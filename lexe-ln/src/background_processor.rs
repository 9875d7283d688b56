use std::sync::{Arc, Mutex};
use std::time::Duration;

use common::notify;
use common::shutdown::ShutdownChannel;
use common::task::LxTask;
use lightning::util::events::EventsProvider;
use tokio::time::{interval, interval_at, Instant};
use tracing::{debug, error, info, instrument, warn};

use crate::alias::{
    LexeChainMonitorType, P2PGossipSyncType, ProbabilisticScorerType,
};
use crate::test_event::{TestEvent, TestEventSender};
use crate::traits::{
    LexeChannelManager, LexeEventHandler, LexePeerManager, LexePersister,
};

// It would be nice to get rid of the `PROCESS_EVENTS_INTERVAL` entirely and
// replace it with an LDK-provided future which resolves immediately after an
// event is made available for processing, but it isn't supported yet:
// https://github.com/lightningdevkit/rust-lightning/issues/2052
// So long as LDK's background processor still has a 100ms timer, indicating
// that the future proposed in #2052 isn't guaranteed to resolve when events are
// available, we should keep `PROCESS_EVENTS_INTERVAL` around as a backup.
const PROCESS_EVENTS_INTERVAL: Duration = Duration::from_secs(60);
const PEER_MANAGER_PING_INTERVAL: Duration = Duration::from_secs(15);
const CHANNEL_MANAGER_TICK_INTERVAL: Duration = Duration::from_secs(60);
const NETWORK_GRAPH_INITIAL_DELAY: Duration = Duration::from_secs(60);
const NETWORK_GRAPH_PRUNE_INTERVAL: Duration = Duration::from_secs(15 * 60);
const PROB_SCORER_PERSIST_INTERVAL: Duration = Duration::from_secs(5 * 60);

/// A Tokio-native background processor that runs on a single task and does not
/// spawn any OS threads. Modeled after the lightning-background-processor crate
/// provided by LDK - see that crate's implementation for more details.
pub struct LexeBackgroundProcessor {}

impl LexeBackgroundProcessor {
    #[instrument(skip_all, name = "[background processor]")]
    #[allow(clippy::too_many_arguments)]
    pub fn start<CM, PM, PS, EH>(
        channel_manager: CM,
        peer_manager: PM,
        persister: PS,
        chain_monitor: Arc<LexeChainMonitorType<PS>>,
        event_handler: EH,
        gossip_sync: Arc<P2PGossipSyncType>,
        scorer: Arc<Mutex<ProbabilisticScorerType>>,
        // A `process_events` notification should be sent every time an event
        // is generated which does not also cause
        // get_persistable_update_future() to resolve. Current known
        // cases include:
        //
        // 1) The successful completion of a channel monitor persist (which may
        //    resume monitor updating / broadcast a funding transaction)
        // 2) Opening a channel (which generates a channel open event)
        // 3) Sending a payment (which generates a payment sent event)
        //
        // We may be able to get rid of this once LDK#2052 is implemented. See
        // the comment above `PROCESS_EVENTS_INTERVAL` for more info.
        mut process_events_rx: notify::Receiver,
        test_event_tx: TestEventSender,
        mut shutdown: ShutdownChannel,
    ) -> LxTask<()>
    where
        CM: LexeChannelManager<PS>,
        PM: LexePeerManager<CM, PS>,
        PS: LexePersister,
        EH: LexeEventHandler,
    {
        LxTask::spawn_named("background processor", async move {
            let mut process_timer = interval(PROCESS_EVENTS_INTERVAL);
            let mut pm_timer = interval(PEER_MANAGER_PING_INTERVAL);
            let mut cm_tick_timer = interval(CHANNEL_MANAGER_TICK_INTERVAL);
            let start = Instant::now() + NETWORK_GRAPH_INITIAL_DELAY;
            let mut ng_timer = interval_at(start, NETWORK_GRAPH_PRUNE_INTERVAL);
            let mut ps_timer = interval(PROB_SCORER_PERSIST_INTERVAL);

            loop {
                // A future that completes whenever we need to reprocess events.
                // Returns a bool indicating whether we also need to repersist
                // the channel manager. NOTE: The "channel manager update"
                // branch is intentionally included here because LDK's
                // background processor always processes events just prior to
                // any channel manager persist.
                let process_events_fut = async {
                    tokio::select! {
                        biased;
                        () = channel_manager.get_persistable_update_future() => {
                            debug!("Channel manager got persistable update");
                            true
                        }
                        _ = process_timer.tick() => {
                            debug!("process_timer ticked");
                            false
                        }
                        () = process_events_rx.recv() => {
                            debug!("Triggered by process_events channel");
                            false
                        }
                    }
                };

                tokio::select! {
                    // --- Process events + channel manager repersist --- //
                    repersist_channel_manager = process_events_fut => {
                        debug!("Processing pending events");
                        channel_manager
                            .process_pending_events(&event_handler);
                        chain_monitor
                            .process_pending_events(&event_handler);
                        peer_manager.process_events();
                        test_event_tx.send(TestEvent::EventsProcessed);

                        if repersist_channel_manager {
                            let try_persist = persister
                                .persist_manager(channel_manager.deref())
                                .await;
                            if let Err(e) = try_persist {
                                // Failing to persist the channel manager won't
                                // lose funds so long as the chain monitors have
                                // been persisted correctly, but it's still
                                // serious - initiate a shutdown
                                error!("Channel manager persist error: {e:#}");
                                break shutdown.send();
                            }
                        }
                    }

                    // --- Timer tick branches --- //
                    _ = pm_timer.tick() => {
                        debug!("Calling PeerManager::timer_tick_occurred()");
                        peer_manager.timer_tick_occurred();
                    }
                    _ = cm_tick_timer.tick() => {
                        debug!("Calling ChannelManager::timer_tick_occurred()");
                        channel_manager.timer_tick_occurred();
                    }

                    // --- Persistence branches --- //
                    _ = ng_timer.tick() => {
                        debug!("Pruning and persisting network graph");
                        let network_graph = gossip_sync.network_graph();
                        network_graph.remove_stale_channels_and_tracking();
                        let persist_res = persister
                            .persist_graph(network_graph)
                            .await;
                        if let Err(e) = persist_res {
                            // The network graph isn't super important,
                            // but we still should log a warning.
                            warn!("Couldn't persist network graph: {:#}", e);
                        }
                    }
                    _ = ps_timer.tick() => {
                        debug!("Persisting probabilistic scorer");
                        let persist_res = persister
                            .persist_scorer(scorer.as_ref())
                            .await;
                        if let Err(e) = persist_res {
                            // The scorer isn't super important,
                            // but we still should log a warning.
                            warn!("Couldn't persist network graph: {:#}", e);
                        }
                    }

                    // --- Shutdown branch --- //
                    () = shutdown.recv() => {
                        info!("Background processor shutting down");
                        break;
                    }
                }
            }

            // Persist everything one last time.
            // - For the channel manager, this may prevent some races where the
            //   node quits while channel updates were in-flight, causing
            //   ChannelMonitor updates to be persisted without corresponding
            //   ChannelManager updating being persisted. This does not risk the
            //   loss of funds, but upon next boot the ChannelManager may
            //   accidentally trigger a force close..
            // - For the network graph and scorer, it is possible that the node
            //   is shut down before they have gotten a chance to be persisted,
            //   (e.g. `shutdown_after_sync_if_no_activity` is set), and since
            //   we're already another API call for the channel manager, we
            //   might as well concurrently persist these as well.
            let network_graph = gossip_sync.network_graph();
            let (cm_res, ng_res, ps_res) = tokio::join!(
                persister.persist_manager(channel_manager.deref()),
                persister.persist_graph(network_graph),
                persister.persist_scorer(scorer.as_ref()),
            );
            for res in [cm_res, ng_res, ps_res] {
                if let Err(e) = res {
                    error!("Final persistence failure: {:#}", e);
                }
            }
        })
    }
}
/// Build the user agent string used for requests to external services at
/// compile time.
///
/// Example: "lexe-node-v0.6.20".
#[macro_export]
macro_rules! user_agent_external {
    () => {
        concat!(
            "lexe-",
            env!("CARGO_PKG_NAME"),
            "-v",
            env!("CARGO_PKG_VERSION")
        )
    };
}
impl<D> LexeWallet<D> {
    // Internal constructor.
    fn new(
        rng: &mut impl Crng,
        env_config: WalletEnvConfig,
        credentials: CredentialsRef<'_>,
        lexe_data_dir: Option<PathBuf>,
        fresh: bool,
    ) -> anyhow::Result<Self> {
        let user_pk = credentials.user_pk().context(
            "Client credentials are out of date. \
             Please create a new one from within the Lexe wallet app.",
        )?;

        let user_config = WalletUserConfig {
            user_pk,
            env_config: env_config.clone(),
        };

        let gateway_client = GatewayClient::new(
            env_config.wallet_env.deploy_env,
            env_config.gateway_url.clone(),
            env_config.user_agent.clone(),
        )
        .context("Failed to build GatewayClient")?;

        let node_client = NodeClient::new(
            rng,
            env_config.wallet_env.use_sgx,
            env_config.wallet_env.deploy_env,
            gateway_client.clone(),
            credentials,
        )
        .context("Failed to build NodeClient")?;

        let bip353_client = Bip353Client::new(bip353::GOOGLE_DOH_ENDPOINT)
            .context("Failed to build BIP353 client")?;

        let lnurl_client = LnurlClient::new(env_config.wallet_env.deploy_env)
            .context("Failed to build LNURL client")?;

        // Init the `WalletDb` if a lexe_data_dir was provided.
        let db = match lexe_data_dir {
            Some(lexe_data_dir) => {
                let env_db_config = WalletEnvDbConfig::new(
                    env_config.wallet_env,
                    lexe_data_dir,
                );
                let user_db_config =
                    WalletUserDbConfig::new(user_pk, env_db_config);

                let db = if fresh {
                    WalletDb::fresh(user_db_config)
                } else {
                    WalletDb::load(user_db_config)
                }
                .context("Failed to init wallet db")?;

                Some(db)
            }
            None => None,
        };

        Ok(Self {
            user_config,

            db,

            gateway_client,
            node_client,
            bip353_client,
            lnurl_client,

            _marker: PhantomData,
        })
    }

    /// Registers this user with the Lexe backend, then provisions the node.
    ///
    /// This function should be called after the user's [`LexeWallet`] has been
    /// created for the very first time. It only needs to be called once, ever.
    ///
    /// After a successful signup, make sure the user's root seed has been
    /// persisted somewhere! Without access to their root seed, your user will
    /// lose their funds forever. If adding Lexe to a broader wallet, a good
    /// strategy is to derive Lexe's [`RootSeed`] from your own root seed.
    ///
    /// - `partner`: SDK users should set this to the [`UserPk`] of their
    ///   company account. In the future, you may receive a share of the fees
    ///   generated by users that you sign up to Lexe.
    /// - `signup_code`: SDK users should generally set this to `None`.
    /// - `allow_gvfs_access`: SDK users should generally set this to `false`.
    /// - `backup_password`: SDK users should generally set this to `None`.
    /// - `google_auth_code`: SDK users should generally set this to `None`.
    ///
    /// [`fresh()`]: LexeWallet::fresh
    /// [`without_db()`]: LexeWallet::without_db
    pub async fn signup_and_provision(
        &self,
        rng: &mut impl Crng,
        root_seed: &RootSeed,
        partner: Option<UserPk>,
        signup_code: Option<String>,
        allow_gvfs_access: bool,
        backup_password: Option<&str>,
        google_auth_code: Option<String>,
    ) -> anyhow::Result<()> {
        // Derive keys and build signup request
        let user_key_pair = root_seed.derive_user_key_pair();
        let node_key_pair = root_seed.derive_node_key_pair(rng);
        let node_pk_proof = NodePkProof::sign(rng, &node_key_pair);

        let signup_req = UserSignupRequestWire::V2(UserSignupRequestWireV2 {
            v1: UserSignupRequestWireV1 {
                node_pk_proof,
                signup_code,
            },
            partner,
        });
        let signed_signup_req = user_key_pair
            .sign_struct(&signup_req)
            .map(|(_buf, signed)| signed)
            .expect("Should never fail to serialize UserSignupRequestWire");

        // Register with backend
        self.gateway_client
            .signup_v2(&signed_signup_req)
            .await
            .context("Failed to signup user")?;

        // Encrypt seed if backup password provided.
        // NOTE: This is very slow; 600K HMAC iterations!
        let encrypted_seed = backup_password
            .map(|password| root_seed.password_encrypt(rng, password))
            .transpose()
            .context("Could not encrypt root seed under password")?;

        // Initial provisioning
        let credentials = CredentialsRef::from(root_seed);
        self.ensure_provisioned(
            credentials,
            allow_gvfs_access,
            encrypted_seed,
            google_auth_code,
        )
        .await
        .context("Initial provision failed")?;

        Ok(())
    }

    /// Ensures the wallet is provisioned to all recent trusted releases.
    /// This should be called every time we load the wallet.
    ///
    /// This fetches the current enclaves from the gateway, computes which
    /// releases need to be provisioned, and provisions them.
    ///
    /// - `allow_gvfs_access`: SDK users should generally set this to `false`.
    ///   See [`NodeProvisionRequest::allow_gvfs_access`][aga] for details.
    /// - `encrypted_seed`: SDK users should generally set this to `None`. See
    ///   [`NodeProvisionRequest::encrypted_seed`][es] for details.
    /// - `google_auth_code`: SDK users should generally set this to `None`. See
    ///   [`NodeProvisionRequest::google_auth_code`][gac] for details.
    ///
    /// [aga]: common::api::provision::NodeProvisionRequest::allow_gvfs_access
    /// [es]: common::api::provision::NodeProvisionRequest::encrypted_seed
    /// [gac]: common::api::provision::NodeProvisionRequest::google_auth_code
    pub async fn ensure_provisioned(
        &self,
        credentials: CredentialsRef<'_>,
        allow_gvfs_access: bool,
        encrypted_seed: Option<Vec<u8>>,
        google_auth_code: Option<String>,
    ) -> anyhow::Result<()> {
        // Early return: delegated provisioning not implemented yet
        // TODO(max): Remove
        if matches!(credentials, CredentialsRef::ClientCredentials(_)) {
            return Err(anyhow!(
                "Delegated provisioning is not implemented yet"
            ));
        }

        // Fetch the current enclaves
        let current_enclaves = self
            .gateway_client
            .current_enclaves()
            .await
            .context("Could not fetch current enclaves")?;

        let wallet_env = self.user_config.env_config.wallet_env;
        let deploy_env = wallet_env.deploy_env;

        // Compute the set of enclaves to provision.
        // If persistence is enabled, provision all recent trusted releases
        // that haven't been provisioned yet, according to our history.
        // Otherwise, provision all recent trusted releases every time.
        // TODO(max): Compute `enclaves_to_provision` server-side instead.
        let (enclaves_to_provision, provision_ffs, provision_history) =
            match &self.db {
                Some(db) => {
                    // With persistence: compute from provision history
                    let provision_history = db.provision_history().clone();
                    let enclaves_to_provision = {
                        let locked_history = provision_history.lock().unwrap();
                        locked_history
                            .enclaves_to_provision(deploy_env, current_enclaves)
                    };

                    (
                        enclaves_to_provision,
                        Some(db.provision_ffs().clone()),
                        Some(provision_history),
                    )
                }
                None => {
                    // Without persistence: use empty history, so we provision
                    // all trusted current enclaves every time.
                    let enclaves_to_provision = ProvisionHistory::new()
                        .enclaves_to_provision(deploy_env, current_enclaves);
                    let prov_ffs = None;
                    let prov_history = None;

                    (enclaves_to_provision, prov_ffs, prov_history)
                }
            };

        if enclaves_to_provision.is_empty() {
            info!("Already provisioned to all recent releases");
            return Ok(());
        }

        info!("Provisioning enclaves: {enclaves_to_provision:?}");
        match credentials {
            CredentialsRef::RootSeed(root_seed_ref) => {
                let root_seed = provision::clone_root_seed(root_seed_ref);

                provision::provision_all(
                    self.node_client.clone(),
                    provision_ffs,
                    provision_history,
                    enclaves_to_provision,
                    root_seed,
                    wallet_env,
                    google_auth_code,
                    allow_gvfs_access,
                    encrypted_seed,
                )
                .await
                .context("Root seed provision_all failed")?;
            }
            // TODO(max): Implement delegated provisioning
            CredentialsRef::ClientCredentials(_) =>
                return Err(anyhow!(
                    "Delegated provisioning is not implemented yet"
                )),
        }

        Ok(())
    }

    /// Get a reference to the user's wallet configuration.
    pub fn user_config(&self) -> &WalletUserConfig {
        &self.user_config
    }

    /// Get a reference to the inner [`GatewayClient`].
    #[cfg(feature = "unstable")]
    pub fn gateway_client(&self) -> &GatewayClient {
        &self.gateway_client
    }

    /// Get a reference to the inner [`NodeClient`].
    #[cfg(feature = "unstable")]
    pub fn node_client(&self) -> &NodeClient {
        &self.node_client
    }

    /// Get a reference to the inner [`Bip353Client`].
    #[cfg(feature = "unstable")]
    pub fn bip353_client(&self) -> &Bip353Client {
        &self.bip353_client
    }

    /// Get a reference to the inner [`LnurlClient`].
    #[cfg(feature = "unstable")]
    pub fn lnurl_client(&self) -> &LnurlClient {
        &self.lnurl_client
    }

    // --- Command API --- //

    /// Get information about this Lexe node.
    pub async fn node_info(&self) -> anyhow::Result<SdkNodeInfo> {
        self.node_client
            .node_info()
            .await
            .map(SdkNodeInfo::from)
            .context("Failed to get node info")
    }

    /// Create a BOLT 11 invoice.
    pub async fn create_invoice(
        &self,
        req: SdkCreateInvoiceRequest,
    ) -> anyhow::Result<SdkCreateInvoiceResponse> {
        let resp = self
            .node_client
            .create_invoice(req.into())
            .await
            .context("Failed to create invoice")?;

        let index = resp.created_index.context("Node is out of date")?;

        Ok(SdkCreateInvoiceResponse::new(index, resp.invoice))
    }

    /// Pay a BOLT 11 invoice.
    pub async fn pay_invoice(
        &self,
        req: SdkPayInvoiceRequest,
    ) -> anyhow::Result<SdkPayInvoiceResponse> {
        let id = req.invoice.payment_id();
        let resp = self
            .node_client
            .pay_invoice(PayInvoiceRequest::from(req))
            .await
            .context("Failed to pay invoice")?;

        let index = PaymentCreatedIndex {
            created_at: resp.created_at,
            id,
        };

        Ok(SdkPayInvoiceResponse {
            index,
            created_at: resp.created_at,
        })
    }

    /// Get information about a payment by its index.
    pub async fn get_payment(
        &self,
        req: SdkGetPaymentRequest,
    ) -> anyhow::Result<SdkGetPaymentResponse> {
        let id = req.index.id;
        let payment = self
            .node_client
            .get_payment_by_id(LxPaymentIdStruct { id })
            .await
            .context("Failed to get payment")?
            .maybe_payment
            .map(Into::into);

        Ok(SdkGetPaymentResponse { payment })
    }

    /// Update the note on an existing payment.
    pub async fn update_payment_note(
        &self,
        req: UpdatePaymentNote,
    ) -> anyhow::Result<()> {
        // Update remote store first
        self.node_client
            .update_payment_note(req.clone())
            .await
            .context("Failed to update payment note on user node")?;

        // Success. If persistence is enabled, update the local payments store.
        if let Some(db) = &self.db {
            db.payments_db().update_payment_note(req)?;
        }

        Ok(())
    }
}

WHAT IS REQUIRED: Please retype, with no changes, the lines that run from the first line of the entries to the line with "use lightning::util::events::EventsProvider;", both ends included.

RESULT BELOW:
filename lexe-ln/src/background_processor.rs
repository 9875d7283d688b56
use std::sync::{Arc, Mutex};
use std::time::Duration;

use common::notify;
use common::shutdown::ShutdownChannel;
use common::task::LxTask;
use lightning::util::events::EventsProvider;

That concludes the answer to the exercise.